:: Exercise goal ::
If a line in the data below holds the word "contents", copy it.

:: Data ::
//! Pattern lists driving the content filter's rejection rules.
//!
//! A [`PatternSet`] holds four lists: regexes for marketing, spam and
//! low-quality content, and literal keywords for self-improvement content.
//! Regexes are compiled once, case-insensitively, and a category matches when
//! any of its patterns matches.

use crate::error::Result;
use regex::{RegexSet, RegexSetBuilder};
use serde::{Deserialize, Serialize};
use std::fs;
use std::path::Path;

/// Default marketing patterns
pub const MARKETING_PATTERNS: &[&str] = &[
    r"🚀",
    r"launching\s+soon",
    r"early\s+access",
    r"limited\s+time",
    r"\d+%\s+off",
    r"buy\s+now",
    r"shop\s+now",
    r"link\s+in\s+bio",
    r"follow\s+for\s+more",
    r"dm\s+me",
    r"subscribe\s+now",
];

/// Default self-improvement keywords (substring match)
pub const SELF_IMPROVEMENT_KEYWORDS: &[&str] = &[
    "morning routine",
    "productivity hack",
    "life coach",
    "mindset",
    "grindset",
    "hustle",
    "10x",
    "growth mindset",
    "affirmation",
    "manifest",
    "self-care",
    "wellness tips",
    "habit tracker",
];

/// Default spam patterns
pub const SPAM_PATTERNS: &[&str] = &[
    r"(?:https?://t\.co/)\S{10}",
    r"free\s+(?:money|crypto|btc|eth)",
    r"click\s+here",
    r"claim\s+now",
    r"giveaway",
    r"contest\s+alert",
];

/// Default low-quality patterns
pub const LOW_QUALITY_PATTERNS: &[&str] = &[
    r"^rt\s+",
    r"^\s*[👍❤️😂🔥]+",
    r"^\s*\.\s*$",
    r"this\.",
    r"^wow$",
    r"^amazing$",
    r"^incredible$",
];

fn owned(list: &[&str]) -> Vec<String> {
    list.iter().map(|s| s.to_string()).collect()
}

/// Per-category overrides as they appear in YAML (either a standalone
/// patterns file or the `filters.patterns` section of the main config).
/// A missing key keeps the built-in default for that category.
#[derive(Debug, Clone, Default, PartialEq, Eq, Serialize, Deserialize)]
pub struct PatternOverrides {
    #[serde(default, skip_serializing_if = "Option::is_none")]
    pub marketing: Option<Vec<String>>,
    #[serde(default, skip_serializing_if = "Option::is_none")]
    pub self_improvement: Option<Vec<String>>,
    #[serde(default, skip_serializing_if = "Option::is_none")]
    pub spam: Option<Vec<String>>,
    #[serde(default, skip_serializing_if = "Option::is_none")]
    pub low_quality: Option<Vec<String>>,
}

impl PatternOverrides {
    /// True when no category is overridden
    pub fn is_empty(&self) -> bool {
        self.marketing.is_none()
            && self.self_improvement.is_none()
            && self.spam.is_none()
            && self.low_quality.is_none()
    }

    /// Read overrides from a YAML file.
    ///
    /// Returns `Ok(None)` when the file is absent or cannot be read, so the
    /// caller falls back to defaults. A file that exists but is not valid
    /// YAML is an error.
    pub fn from_file(path: &Path) -> Result<Option<Self>> {
        let contents = match fs::read_to_string(path) {
            Ok(contents) => contents,
            Err(e) => {
                tracing::warn!(
                    "Patterns file {} unavailable ({}), using defaults",
                    path.display(),
                    e
                );
                return Ok(None);
            }
        };

        // An empty document deserializes to unit, not a mapping
        if contents.trim().is_empty() {
            return Ok(Some(Self::default()));
        }

        Ok(Some(serde_yaml::from_str(&contents)?))
    }
}

/// Compiled pattern lists. Immutable once built.
#[derive(Debug, Clone)]
pub struct PatternSet {
    marketing: RegexSet,
    self_improvement: Vec<String>,
    spam: RegexSet,
    low_quality: RegexSet,
}

fn compile(patterns: &[String]) -> Result<RegexSet> {
    Ok(RegexSetBuilder::new(patterns)
        .case_insensitive(true)
        .build()?)
}

impl PatternSet {
    /// Compile a pattern set from explicit lists
    pub fn new(
        marketing: &[String],
        self_improvement: &[String],
        spam: &[String],
        low_quality: &[String],
    ) -> Result<Self> {
        Ok(Self {
            marketing: compile(marketing)?,
            self_improvement: self_improvement.iter().map(|k| k.to_lowercase()).collect(),
            spam: compile(spam)?,
            low_quality: compile(low_quality)?,
        })
    }

    /// Compile overrides, filling any missing category from the defaults
    pub fn from_overrides(overrides: &PatternOverrides) -> Result<Self> {
        let pick = |list: &Option<Vec<String>>, default: &[&str]| {
            list.clone().unwrap_or_else(|| owned(default))
        };

        Self::new(
            &pick(&overrides.marketing, MARKETING_PATTERNS),
            &pick(&overrides.self_improvement, SELF_IMPROVEMENT_KEYWORDS),
            &pick(&overrides.spam, SPAM_PATTERNS),
            &pick(&overrides.low_quality, LOW_QUALITY_PATTERNS),
        )
    }

    /// Resolve the pattern set for a run.
    ///
    /// Precedence: a non-empty `filters.patterns` config section, then the
    /// patterns file, then the built-in defaults. A `filters.patterns`
    /// section with no keys set still defers to the patterns file.
    pub fn load(config: Option<&PatternOverrides>, patterns_file: Option<&Path>) -> Result<Self> {
        if let Some(overrides) = config.filter(|o| !o.is_empty()) {
            tracing::debug!("Using filter patterns from config");
            return Self::from_overrides(overrides);
        }

        if let Some(path) = patterns_file {
            if let Some(overrides) = PatternOverrides::from_file(path)? {
                tracing::debug!("Using filter patterns from {}", path.display());
                return Self::from_overrides(&overrides);
            }
        }

        Ok(Self::default())
    }

    pub fn matches_marketing(&self, text: &str) -> bool {
        self.marketing.is_match(text)
    }

    pub fn matches_self_improvement(&self, text: &str) -> bool {
        contains_any(text, &self.self_improvement)
    }

    pub fn matches_spam(&self, text: &str) -> bool {
        self.spam.is_match(text)
    }

    pub fn matches_low_quality(&self, text: &str) -> bool {
        self.low_quality.is_match(text)
    }
}

impl Default for PatternSet {
    fn default() -> Self {
        Self::from_overrides(&PatternOverrides::default())
            .expect("built-in filter patterns must compile")
    }
}

/// Case-insensitive substring match against any keyword.
/// Keywords are expected to be lower-cased already.
pub fn contains_any(text: &str, keywords: &[String]) -> bool {
    if keywords.is_empty() {
        return false;
    }
    let lower = text.to_lowercase();
    keywords.iter().any(|k| lower.contains(k.as_str()))
}
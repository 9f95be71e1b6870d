//! End-to-end checks over bird-shaped JSON: ingest, filter, categorize, render.

use chrono::{NaiveDate, NaiveDateTime};
use news_parser::config::FiltersConfig;
use news_parser::prelude::*;
use news_parser::report;
use news_parser::Category;
use news_parser::types::{tweets_from_api, BirdPayload};

const FIRST_PAGE: &str = r#"{
  "tweets": [
    {
      "id": "100",
      "text": "Announcing version 2 of our parser, faster and smaller than before",
      "createdAt": "Wed Jan 15 10:00:00 +0000 2025",
      "author": {"username": "ferris", "name": "Ferris"},
      "replyCount": 2, "retweetCount": 5, "likeCount": 20
    },
    {
      "id": "101",
      "text": "Source for the parser lives on GitHub, contributions welcome",
      "createdAt": "Wed Jan 15 10:00:00 +0000 2025",
      "author": {"username": "ferris", "name": "Ferris"},
      "replyCount": 1, "retweetCount": 2, "likeCount": 9,
      "entities": {"urls": [{"expanded_url": "https://github.com/ferris/parser"}]}
    },
    {
      "id": "102",
      "text": "🚀 Launching soon, get early access to our course today",
      "createdAt": "Wed Jan 15 10:00:00 +0000 2025",
      "author": {"username": "growth", "name": "Growth Guru"},
      "replyCount": 40, "retweetCount": 40, "likeCount": 400
    },
    {
      "id": "",
      "text": "orphan record without an id"
    }
  ],
  "nextCursor": "page-2"
}"#;

const SECOND_PAGE: &str = r#"[
  {
    "id": "103",
    "text": "Interesting take on borrow checker ergonomics in large codebases",
    "createdAt": "Wed Jan 15 10:00:00 +0000 2025",
    "author": {"username": "quiet", "name": "Quiet Poster"},
    "replyCount": 0, "retweetCount": 0, "likeCount": 1
  },
  {
    "id": "104",
    "text": "What is everyone using for async runtimes these days in production?",
    "createdAt": "Wed Jan 15 10:00:00 +0000 2025",
    "author": {"username": "corro", "name": "Corro"},
    "replyCount": 6, "retweetCount": 1, "likeCount": 10,
    "quotedTweet": null
  },
  {
    "id": "105",
    "text": "Free crypto giveaway for everyone, click here to claim your share",
    "createdAt": "Wed Jan 15 10:00:00 +0000 2025",
    "author": {"username": "spammer", "name": "Totally Real"},
    "replyCount": 10, "retweetCount": 10, "likeCount": 10
  },
  {
    "id": "100",
    "text": "Announcing version 2 of our parser, faster and smaller than before",
    "createdAt": "Wed Jan 15 10:00:00 +0000 2025",
    "author": {"username": "ferris", "name": "Ferris"},
    "replyCount": 2, "retweetCount": 5, "likeCount": 20
  }
]"#;

fn load_fixture() -> Vec<Tweet> {
    let mut tweets = Vec::new();
    for page in [FIRST_PAGE, SECOND_PAGE] {
        let payload: BirdPayload = serde_json::from_str(page).unwrap();
        let (records, _) = payload.into_parts();
        tweets.extend(tweets_from_api(records));
    }
    tweets
}

fn report_time() -> NaiveDateTime {
    NaiveDate::from_ymd_opt(2025, 1, 15)
        .unwrap()
        .and_hms_opt(9, 30, 0)
        .unwrap()
}

#[test]
fn test_fixture_ingestion() {
    let first: BirdPayload = serde_json::from_str(FIRST_PAGE).unwrap();
    let (records, cursor) = first.into_parts();
    assert_eq!(records.len(), 4);
    assert_eq!(cursor.as_deref(), Some("page-2"));

    // The id-less record is dropped
    let ids: Vec<String> = load_fixture().iter().map(|t| t.id().to_string()).collect();
    assert_eq!(ids, vec!["100", "101", "102", "103", "104", "105", "100"]);
}

#[test]
fn test_timeline_filtering() {
    let tweets = load_fixture();
    let patterns = PatternSet::default();
    let options = FilterProfile::Timeline.options().unwrap();
    let filter = ContentFilter::new(options, &patterns);

    let (passed, verdicts) = filter.filter_tweets(&tweets);

    let passed_ids: Vec<&str> = passed.iter().map(|t| t.id()).collect();
    assert_eq!(passed_ids, vec!["100", "101", "104", "100"]);
    assert_eq!(verdicts.len(), tweets.len());

    let reason = |id: &str| {
        verdicts
            .iter()
            .find(|v| v.tweet.id() == id)
            .and_then(|v| v.reason.clone())
    };
    assert_eq!(reason("102").as_deref(), Some("Marketing content"));
    assert_eq!(reason("103").as_deref(), Some("Low engagement (1)"));
    assert_eq!(reason("105").as_deref(), Some("Spam detected"));
    assert_eq!(reason("100"), None);
}

#[test]
fn test_bookmarks_profile_tolerates_marketing() {
    let tweets = load_fixture();
    let patterns = PatternSet::default();
    let filter = ContentFilter::new(FilterProfile::Bookmarks.options().unwrap(), &patterns);

    let (passed, _) = filter.filter_tweets(&tweets);
    assert!(passed.iter().any(|t| t.id() == "102"));
    assert!(!passed.iter().any(|t| t.id() == "105"));
}

#[test]
fn test_disabled_pattern_checks_leave_only_scoring() {
    let tweets = load_fixture();
    let patterns = PatternSet::default();
    let config = FiltersConfig {
        enabled: false,
        min_engagement: Some(0),
        ..FiltersConfig::default()
    };
    let options = FilterProfile::Timeline.options().unwrap().with_config(&config);
    let filter = ContentFilter::new(options, &patterns);

    // 103 has no reason to reject it, but its score stays below the bar
    let (passed, _) = filter.filter_tweets(&tweets);
    let ids: Vec<&str> = passed.iter().map(|t| t.id()).collect();
    assert_eq!(ids, vec!["100", "101", "102", "104", "105", "100"]);
}

#[test]
fn test_categorize_and_dedup() {
    let tweets = load_fixture();
    let patterns = PatternSet::default();
    let filter = ContentFilter::new(FilterProfile::Timeline.options().unwrap(), &patterns);
    let (passed, _) = filter.filter_tweets(&tweets);

    let mut parser = TweetParser::new();
    let parsed = parser.parse_tweets(passed, "home_timeline");

    assert_eq!(parsed.len(), 3);
    assert_eq!(parsed.metadata.total_parsed, 3);
    assert_eq!(parsed.news[0].id, "100");
    assert_eq!(parsed.resources[0].category, Category::Code);
    assert_eq!(parsed.discussions[0].confidence, 0.7);
    assert!(parser.seen_urls().contains("https://github.com/ferris/parser"));

    // A later batch in the same session yields nothing new
    let again = parser.parse_tweets(&tweets[..2], "home_timeline");
    assert!(again.is_empty());
}

#[test]
fn test_timeline_report_snapshot() {
    let tweets = load_fixture();
    let patterns = PatternSet::default();
    let filter = ContentFilter::new(FilterProfile::Timeline.options().unwrap(), &patterns);
    let (passed, _) = filter.filter_tweets(&tweets);

    let parsed = TweetParser::new().parse_tweets(passed, "home_timeline");
    let markdown = report::render_markdown(&parsed, report_time());

    insta::assert_snapshot!("timeline_report", markdown);
}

:: Result of the exercise ::
        let contents = match fs::read_to_string(path) {
            Ok(contents) => contents,
        if contents.trim().is_empty() {
        Ok(Some(serde_yaml::from_str(&contents)?))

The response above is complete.